Unveiling the key toxicity indicators and mechanisms on phytotoxicity of cerium dioxide nanoparticles in rice (Oryza sativa)

The splendid varieties of cerium dioxide nanoparticles (nCeO₂) and their diverse applications stimulated their uncontrolled discharge in the biological system.
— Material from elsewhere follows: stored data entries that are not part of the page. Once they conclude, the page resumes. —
/// Dangling references repoint to the previous step in the track (or to
/// program start for a first step); a reference to a step defined later in
/// the same track moves the referenced step earlier.
fn repair_references(program: &mut Program, notes: &mut Vec<String>) {
    let all_ids: HashSet<String> = program
        .steps()
        .map(|(_, step)| step.step_id.clone())
        .collect();

    for track in &mut program.tracks {
        let mut i = 0;
        while i < track.steps.len() {
            let Some(reference) = single_reference(&track.steps[i].start_trigger) else {
                i += 1;
                continue;
            };
            let local_index = track.steps.iter().position(|s| s.step_id == reference);

            match local_index {
                // Dangling (or self-referential) reference.
                None if !all_ids.contains(&reference) => {
                    let step_id = track.steps[i].step_id.clone();
                    if i > 0 {
                        let previous = track.steps[i - 1].step_id.clone();
                        track.steps[i].start_trigger = StartTrigger::Single(Trigger::AfterStep {
                            step_id: previous.clone(),
                            event: StepEvent::End,
                            offset_seconds: 0,
                        });
                        notes.push(format!(
                            "Repointed step '{}' at '{}' (unknown reference '{}')",
                            step_id, previous, reference
                        ));
                    } else {
                        track.steps[i].start_trigger =
                            StartTrigger::Single(Trigger::ProgramStart);
                        notes.push(format!(
                            "Reset step '{}' to program start (unknown reference '{}')",
                            step_id, reference
                        ));
                    }
                }
                // Cross-track reference; nothing to repair here.
                None => {}
                Some(ref_index) if ref_index == i => {
                    let step_id = track.steps[i].step_id.clone();
                    track.steps[i].start_trigger = if i > 0 {
                        StartTrigger::Single(Trigger::AfterStep {
                            step_id: track.steps[i - 1].step_id.clone(),
                            event: StepEvent::End,
                            offset_seconds: 0,
                        })
                    } else {
                        StartTrigger::Single(Trigger::ProgramStart)
                    };
                    notes.push(format!("Removed self-reference on step '{}'", step_id));
                }
                Some(ref_index) if ref_index > i => {
                    let mut moved = track.steps.remove(ref_index);
                    // The sequencing pass may have chained the moved step
                    // after its new successor; re-root it to keep the track
                    // acyclic.
                    if single_reference(&moved.start_trigger).as_deref()
                        == Some(track.steps[i].step_id.as_str())
                    {
                        moved.start_trigger = if i > 0 {
                            StartTrigger::Single(Trigger::AfterStep {
                                step_id: track.steps[i - 1].step_id.clone(),
                                event: StepEvent::End,
                                offset_seconds: 0,
                            })
                        } else {
                            StartTrigger::Single(Trigger::ProgramStart)
                        };
                    }
                    notes.push(format!(
                        "Moved step '{}' before '{}' in track '{}'",
                        moved.step_id, track.steps[i].step_id, track.track_id
                    ));
                    track.steps.insert(i, moved);
                }
                Some(_) => {}
            }
            i += 1;
        }
    }
}

// ---------------------------------------------------------------------------
// Bottleneck detection
// ---------------------------------------------------------------------------

fn step_touches(step: &Step, resources: &BTreeSet<String>) -> bool {
    step.task_shares()
        .iter()
        .any(|(task, _)| resources.contains(task))
        || step.resources.iter().any(|r| resources.contains(r))
}

/// Constraint violations in the planned profile, unioned with threshold-level
/// contention in the worst-case profile. Resources that show up in both are
/// listed first.
fn find_bottlenecks(
    working: &Program,
    original: &Program,
    environment: Option<&Environment>,
    options: PlannerOptions,
) -> Vec<Bottleneck> {
    // Without concurrency limits there is nothing to relieve.
    let Some(constraints) = original
        .resource_constraints
        .clone()
        .or_else(|| environment.map(|e| e.resource_constraints.clone()))
    else {
        return Vec::new();
    };

    let mut constrained: Vec<Bottleneck> = Vec::new();
    let planned = build_usage(working, DurationMode::Planned);
    for (resource, spans) in planned.profile() {
        let Some(limit) = constraints
            .iter()
            .find(|c| c.task == resource)
            .map(|c| c.max_concurrent as i64)
        else {
            continue;
        };
        for span in spans {
            if span.count > limit {
                constrained.push(Bottleneck {
                    resource: resource.clone(),
                    start: span.start,
                    end: span.end,
                    count: span.count,
                });
            }
        }
    }

    let worst =
        build_usage(working, DurationMode::Maximum).find_bottlenecks(options.worst_case_threshold);

    let worst_resources: HashSet<&str> = worst.iter().map(|b| b.resource.as_str()).collect();
    let mut combined: Vec<Bottleneck> = Vec::new();
    let mut seen: HashSet<String> = HashSet::new();

    for bottleneck in &constrained {
        if worst_resources.contains(bottleneck.resource.as_str()) {
            seen.insert(bottleneck.resource.clone());
            combined.push(bottleneck.clone());
        }
    }
    for bottleneck in worst {
        if !seen.contains(&bottleneck.resource) {
            seen.insert(bottleneck.resource.clone());
            combined.push(bottleneck);
        }
    }
    for bottleneck in constrained {
        if !seen.contains(&bottleneck.resource) {
            seen.insert(bottleneck.resource.clone());
            combined.push(bottleneck);
        }
    }
    combined
}

// ---------------------------------------------------------------------------
// Staggering
// ---------------------------------------------------------------------------

fn track_average_priority(track: &Track) -> f64 {
    if track.steps.is_empty() {
        return crate::model::DEFAULT_PRIORITY as f64;
    }
    track.steps.iter().map(|s| s.priority as f64).sum::<f64>() / track.steps.len() as f64
}

/// For each bottleneck resource, defer the start of every touching track but
/// the highest-priority one by k·interval, rewriting the tracks'
/// program-relative triggers so the runtime honors the delay.
fn stagger_tracks(
    program: &mut Program,
    bottlenecks: &[Bottleneck],
    interval: u64,
    notes: &mut Vec<String>,
) {
    let resources: BTreeSet<String> = bottlenecks.iter().map(|b| b.resource.clone()).collect();
    let mut offsets: Vec<u64> = vec![0; program.tracks.len()];

    for resource in &resources {
        let single: BTreeSet<String> = std::iter::once(resource.clone()).collect();
        let mut touching: Vec<usize> = program
            .tracks
            .iter()
            .enumerate()
            .filter(|(_, track)| track.steps.iter().any(|s| step_touches(s, &single)))
            .map(|(i, _)| i)
            .collect();
        touching.sort_by(|a, b| {
            track_average_priority(&program.tracks[*a])
                .partial_cmp(&track_average_priority(&program.tracks[*b]))
                .unwrap_or(std::cmp::Ordering::Equal)
                .then(a.cmp(b))
        });

        for (k, track_index) in touching.iter().enumerate().skip(1) {
            offsets[*track_index] += k as u64 * interval;
        }
    }

    for (track_index, offset) in offsets.iter().enumerate() {
        if *offset == 0 {
            continue;
        }
        let track = &mut program.tracks[track_index];
        for step in &mut track.steps {
            step.start_trigger.delay_program_start(*offset);
        }
        notes.push(format!(
            "Staggered track '{}' start by {}s",
            track.track_id, offset
        ));
    }
}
So, in the present study, Oryza sativa was adopted as a model plant and its phytotoxic effects were studied with neutrally charged, >12 nm sized spherical nCeO₂ (0 g/L, 2 g/L, 4 g/L, 6 g/L, 8 g/L & 10 g/L). The studies were also conducted with bulk ceria counterparts and compared. This work is focused on a systematic approach to evaluate the phytotoxicity of nCeO₂ in Oryza sativa, in terms of key toxicity indicators, nanoparticle uptake, and aggregation mechanisms. With this study, we propose a new sensing approach with non-fluorescent/non-chemiluminescent molecules for the detection of the generation of reactive oxygen species (ROS) to study the mechanism of phytotoxicity. An aggregation mechanism was also detailed to explicate the ROS-induced phytotoxicity. The study demonstrates that an increase in the production of ROS causes progressive cellular damage in Oryza sativa only at lower exposure level concentrations of nCeO₂ (≥4 g/L). Our findings revealed that the key toxicity indicators and the actual nanoparticle uptake and aggregation mechanisms will decide the extent of phytotoxicity of nCeO₂ in Oryza sativa.